***** Supplied entries

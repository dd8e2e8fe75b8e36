//! chatserve library
//!
//! Server half of a two-party, line-oriented text chat: listens on a single
//! TCP port, talks to one client at a time, and returns to listening when
//! the peer goes away.

pub mod chat;
pub mod config;
pub mod connection;
pub mod console;
pub mod net;
pub mod protocol;
pub mod session;

pub use config::Config;
pub use connection::ConnectionManager;
pub use session::SessionState;

/// Common error type for the chat server
pub type Result<T> = anyhow::Result<T>;
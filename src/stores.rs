//! Result store selection.

use anyhow::{Context, Result};
use std::sync::Arc;

use docsift_core::store::memory::InMemoryStore;
use docsift_core::store::ResultStore;

use crate::config::{Config, StoreBackend};
use crate::sqlite_store::SqliteStore;
use crate::{db, migrate};

/// Build the backend named by `[store].backend`.
///
/// The SQLite backend is migrated on open, so a fresh database path works
/// without running `docsift init` first.
pub async fn create_store(config: &Config) -> Result<Arc<dyn ResultStore>> {
    match config.store.backend {
        StoreBackend::Sqlite => {
            let pool = db::connect(config).await.with_context(|| {
                format!("Failed to open database: {}", config.db.path.display())
            })?;
            migrate::apply(&pool).await?;
            Ok(Arc::new(SqliteStore::new(pool)))
        }
        StoreBackend::Memory => {
            tracing::warn!("using in-memory store, results are lost on exit");
            Ok(Arc::new(InMemoryStore::new()))
        }
    }
}
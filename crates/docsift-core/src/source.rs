//! Content source abstraction.
//!
//! A [`ContentSource`] turns a document id into the document's full text.
//! It is the boundary to whatever owns the raw files: the file-storing
//! service over HTTP, or a local directory. Concrete implementations live
//! in the `docsift` app crate.

use async_trait::async_trait;

use crate::error::ContentError;
use crate::models::SourceDocument;

/// Fetches document text by id.
///
/// # Example
///
/// ```rust
/// use async_trait::async_trait;
/// use docsift_core::error::ContentError;
/// use docsift_core::models::SourceDocument;
/// use docsift_core::source::ContentSource;
///
/// struct Fixed;
///
/// #[async_trait]
/// impl ContentSource for Fixed {
///     fn name(&self) -> &str { "fixed" }
///
///     async fn fetch(&self, doc_id: &str) -> Result<SourceDocument, ContentError> {
///         Ok(SourceDocument {
///             doc_id: doc_id.to_string(),
///             display_name: format!("{doc_id}.txt"),
///             content: "hello".to_string(),
///         })
///     }
/// }
/// ```
#[async_trait]
pub trait ContentSource: Send + Sync {
    /// Short identifier used in logs (e.g. `"http"`, `"filesystem"`).
    fn name(&self) -> &str;

    /// Fetch the document. An unknown id is [`ContentError::NotFound`].
    async fn fetch(&self, doc_id: &str) -> Result<SourceDocument, ContentError>;
}
//! CLI commands for analyzing documents and inspecting stored results.

use anyhow::{bail, Context, Result};
use std::path::Path;

use docsift_core::error::StoreError;
use docsift_core::models::AnalysisResult;

use crate::analyzer::Analyzer;
use crate::config::Config;
use crate::stores::create_store;

/// `docsift analyze <doc_id>`: analyze (or look up) and print the result.
pub async fn run_analyze(config: &Config, doc_id: &str, json: bool) -> Result<()> {
    let store = create_store(config).await?;
    let analyzer = Analyzer::from_config(config, store)?;

    let result = analyzer
        .analyze(doc_id)
        .await
        .with_context(|| format!("analysis of '{}' failed", doc_id))?;

    print_result(&result, json)
}

/// `docsift show <doc_id>`: print the stored result without computing.
pub async fn run_show(config: &Config, doc_id: &str, json: bool) -> Result<()> {
    let store = create_store(config).await?;

    match store.get_by_doc_id(doc_id.trim()).await? {
        Some(result) => print_result(&result, json),
        None => bail!("no analysis stored for document: {}", doc_id),
    }
}

/// `docsift wordcloud <ref> --out <path>`: export a stored image.
pub async fn run_wordcloud(config: &Config, blob_ref: &str, out: &Path) -> Result<()> {
    let store = create_store(config).await?;

    let image = match store.get_blob(blob_ref).await {
        Ok(image) => image,
        Err(StoreError::NotFound(_)) => bail!("word cloud not found: {}", blob_ref),
        Err(e) => return Err(e.into()),
    };

    if let Some(parent) = out.parent().filter(|p| !p.as_os_str().is_empty()) {
        std::fs::create_dir_all(parent)?;
    }
    std::fs::write(out, &image)
        .with_context(|| format!("Failed to write {}", out.display()))?;

    println!("Wrote {} bytes to {}", image.len(), out.display());
    Ok(())
}

fn print_result(result: &AnalysisResult, json: bool) -> Result<()> {
    if json {
        println!("{}", serde_json::to_string_pretty(result)?);
        return Ok(());
    }

    println!("--- Analysis ---");
    println!("id:          {}", result.id);
    println!("doc_id:      {}", result.doc_id);
    println!("analyzed_at: {}", result.analyzed_at);
    println!("paragraphs:  {}", result.paragraphs);
    println!("words:       {}", result.words);
    println!("characters:  {}", result.characters);
    println!("plagiarism:  {:.2}", result.plagiarism_score);
    println!(
        "word_cloud:  {}",
        result.word_cloud_ref.as_deref().unwrap_or("(none)")
    );
    println!();

    println!("--- Similar Documents ({}) ---", result.similar_matches.len());
    for (i, m) in result.similar_matches.iter().enumerate() {
        println!("{}. [{:.2}] {} ({})", i + 1, m.score, m.display_name, m.doc_id);
    }

    Ok(())
}
//! Similarity engine: scores a document against the corpus.
//!
//! The engine operates on normalized text and is independent of where the
//! corpus comes from. Backends implement [`SimilarityBackend`]; the scan
//! backend in the app crate feeds the store's corpus to
//! [`score_corpus_until`] on a blocking thread.
//!
//! # Normalization
//!
//! 1. Lowercase.
//! 2. Drop every character that is not alphanumeric, whitespace, `'` or `-`.
//! 3. Collapse whitespace runs to one space and trim.
//!
//! # Scoring Methods
//!
//! | Method | Score |
//! |--------|-------|
//! | `word_overlap` | `|W(current) ∩ W(candidate)| / |W(current)| × 100` over distinct words |
//! | `trigram` | `|T(current) ∩ T(candidate)| / |T(current) ∪ T(candidate)| × 100` over word trigrams |
//!
//! # Ranking
//!
//! Candidates scoring strictly above the threshold are kept, the current
//! document is always dropped, the rest is sorted by score (desc) then
//! `doc_id` (asc) and truncated to `max_matches`.
//!
//! # Example
//!
//! ```rust
//! use docsift_core::models::CorpusDocument;
//! use docsift_core::similarity::{score_corpus, SimilarityParams};
//!
//! let corpus = vec![CorpusDocument {
//!     doc_id: "a".into(),
//!     display_name: "a.txt".into(),
//!     content: "the quick brown fox".into(),
//! }];
//! let matches = score_corpus("b", "the quick brown dog", &corpus, &SimilarityParams::default());
//! assert_eq!(matches.len(), 1);
//! assert_eq!(matches[0].score, 75.0);
//! ```

use std::collections::HashSet;
use std::sync::atomic::{AtomicBool, Ordering};

use async_trait::async_trait;
use serde::Deserialize;

use crate::error::SimilarityError;
use crate::models::{CorpusDocument, SimilarFile};

/// Default inclusion threshold, in percent.
pub const DEFAULT_THRESHOLD: f64 = 5.0;

/// Upper bound on the number of matches kept per result.
pub const MAX_MATCHES: usize = 5;

/// How two normalized texts are compared.
#[derive(Debug, Clone, Copy, PartialEq, Eq, Default, Deserialize)]
#[serde(rename_all = "snake_case")]
pub enum ScoringMethod {
    /// Share of the current document's distinct words found in the candidate.
    #[default]
    WordOverlap,
    /// Jaccard similarity of padded word trigrams.
    Trigram,
}

impl ScoringMethod {
    pub fn as_str(&self) -> &'static str {
        match self {
            Self::WordOverlap => "word_overlap",
            Self::Trigram => "trigram",
        }
    }
}

/// Tuning parameters for one similarity run.
#[derive(Debug, Clone, PartialEq)]
pub struct SimilarityParams {
    /// Candidates must score strictly above this percentage.
    pub threshold: f64,
    /// Maximum matches returned (capped at [`MAX_MATCHES`]).
    pub max_matches: usize,
    pub method: ScoringMethod,
}

impl Default for SimilarityParams {
    fn default() -> Self {
        Self {
            threshold: DEFAULT_THRESHOLD,
            max_matches: MAX_MATCHES,
            method: ScoringMethod::WordOverlap,
        }
    }
}

/// Normalize text for comparison and word-cloud rendering.
pub fn normalize(text: &str) -> String {
    let lowered = text.to_lowercase();
    let mut out = String::with_capacity(lowered.len());
    let mut pending_space = false;

    for ch in lowered.chars() {
        if ch.is_whitespace() {
            pending_space = !out.is_empty();
        } else if ch.is_alphanumeric() || ch == '\'' || ch == '-' {
            if pending_space {
                out.push(' ');
                pending_space = false;
            }
            out.push(ch);
        }
    }

    out
}

/// Distinct words of normalized text.
///
/// Tokens made only of apostrophes and hyphens are not words.
pub fn distinct_words(normalized: &str) -> HashSet<&str> {
    normalized
        .split(' ')
        .filter(|token| token.chars().any(char::is_alphanumeric))
        .collect()
}

/// Padded character trigrams of every word in normalized text.
pub fn trigrams(normalized: &str) -> HashSet<String> {
    let mut grams = HashSet::new();
    for word in distinct_words(normalized) {
        let padded: Vec<char> = format!("  {} ", word).chars().collect();
        for window in padded.windows(3) {
            grams.insert(window.iter().collect());
        }
    }
    grams
}

fn features(method: ScoringMethod, normalized: &str) -> HashSet<String> {
    match method {
        ScoringMethod::WordOverlap => distinct_words(normalized)
            .into_iter()
            .map(str::to_string)
            .collect(),
        ScoringMethod::Trigram => trigrams(normalized),
    }
}

fn score_features(
    method: ScoringMethod,
    current: &HashSet<String>,
    candidate: &HashSet<String>,
) -> f64 {
    if current.is_empty() {
        return 0.0;
    }
    let shared = current.intersection(candidate).count() as f64;
    let denom = match method {
        ScoringMethod::WordOverlap => current.len(),
        ScoringMethod::Trigram => current.union(candidate).count(),
    } as f64;

    (shared / denom * 100.0).clamp(0.0, 100.0)
}

/// Score two raw texts with the given method.
pub fn score(method: ScoringMethod, current: &str, candidate: &str) -> f64 {
    score_features(
        method,
        &features(method, &normalize(current)),
        &features(method, &normalize(candidate)),
    )
}

/// Filter, order and truncate scored candidates.
///
/// Shared by every backend so the ranking contract holds regardless of
/// how scores were produced.
pub fn rank_matches(
    doc_id: &str,
    candidates: Vec<SimilarFile>,
    params: &SimilarityParams,
) -> Vec<SimilarFile> {
    let mut matches: Vec<SimilarFile> = candidates
        .into_iter()
        .filter(|c| c.doc_id != doc_id)
        .map(|mut c| {
            c.score = c.score.clamp(0.0, 100.0);
            c
        })
        .filter(|c| c.score > params.threshold)
        .collect();

    matches.sort_by(|a, b| {
        b.score
            .partial_cmp(&a.score)
            .unwrap_or(std::cmp::Ordering::Equal)
            .then_with(|| a.doc_id.cmp(&b.doc_id))
    });
    matches.truncate(params.max_matches.min(MAX_MATCHES));
    matches
}

/// Score `text` against every corpus document and rank the results.
pub fn score_corpus(
    doc_id: &str,
    text: &str,
    corpus: &[CorpusDocument],
    params: &SimilarityParams,
) -> Vec<SimilarFile> {
    score_corpus_until(doc_id, text, corpus, params, &AtomicBool::new(false)).unwrap_or_default()
}

/// Like [`score_corpus`], but checks `cancelled` before each candidate and
/// returns `None` as soon as it is set.
pub fn score_corpus_until(
    doc_id: &str,
    text: &str,
    corpus: &[CorpusDocument],
    params: &SimilarityParams,
    cancelled: &AtomicBool,
) -> Option<Vec<SimilarFile>> {
    let current = features(params.method, &normalize(text));
    if current.is_empty() {
        return Some(Vec::new());
    }

    let mut scored = Vec::with_capacity(corpus.len());
    for doc in corpus.iter().filter(|doc| doc.doc_id != doc_id) {
        if cancelled.load(Ordering::Relaxed) {
            tracing::debug!(doc_id, scored = scored.len(), "corpus scan cancelled");
            return None;
        }
        scored.push(SimilarFile {
            doc_id: doc.doc_id.clone(),
            display_name: doc.display_name.clone(),
            score: score_features(
                params.method,
                &current,
                &features(params.method, &normalize(&doc.content)),
            ),
        });
    }

    Some(rank_matches(doc_id, scored, params))
}

/// Pluggable similarity strategy.
///
/// Implementations must return scores in `[0, 100]`, sorted descending,
/// never containing `doc_id`, at most [`MAX_MATCHES`] long.
/// [`rank_matches`] enforces all of this.
#[async_trait]
pub trait SimilarityBackend: Send + Sync {
    /// Short identifier used in logs.
    fn name(&self) -> &str;

    async fn find_similar(
        &self,
        doc_id: &str,
        text: &str,
    ) -> Result<Vec<SimilarFile>, SimilarityError>;
}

**********

**Work request**:
Every line that holds the word "StoreBackend" should be copied from the records above.

**Result of this task**:
use crate::config::{Config, StoreBackend};
        StoreBackend::Sqlite => {
        StoreBackend::Memory => {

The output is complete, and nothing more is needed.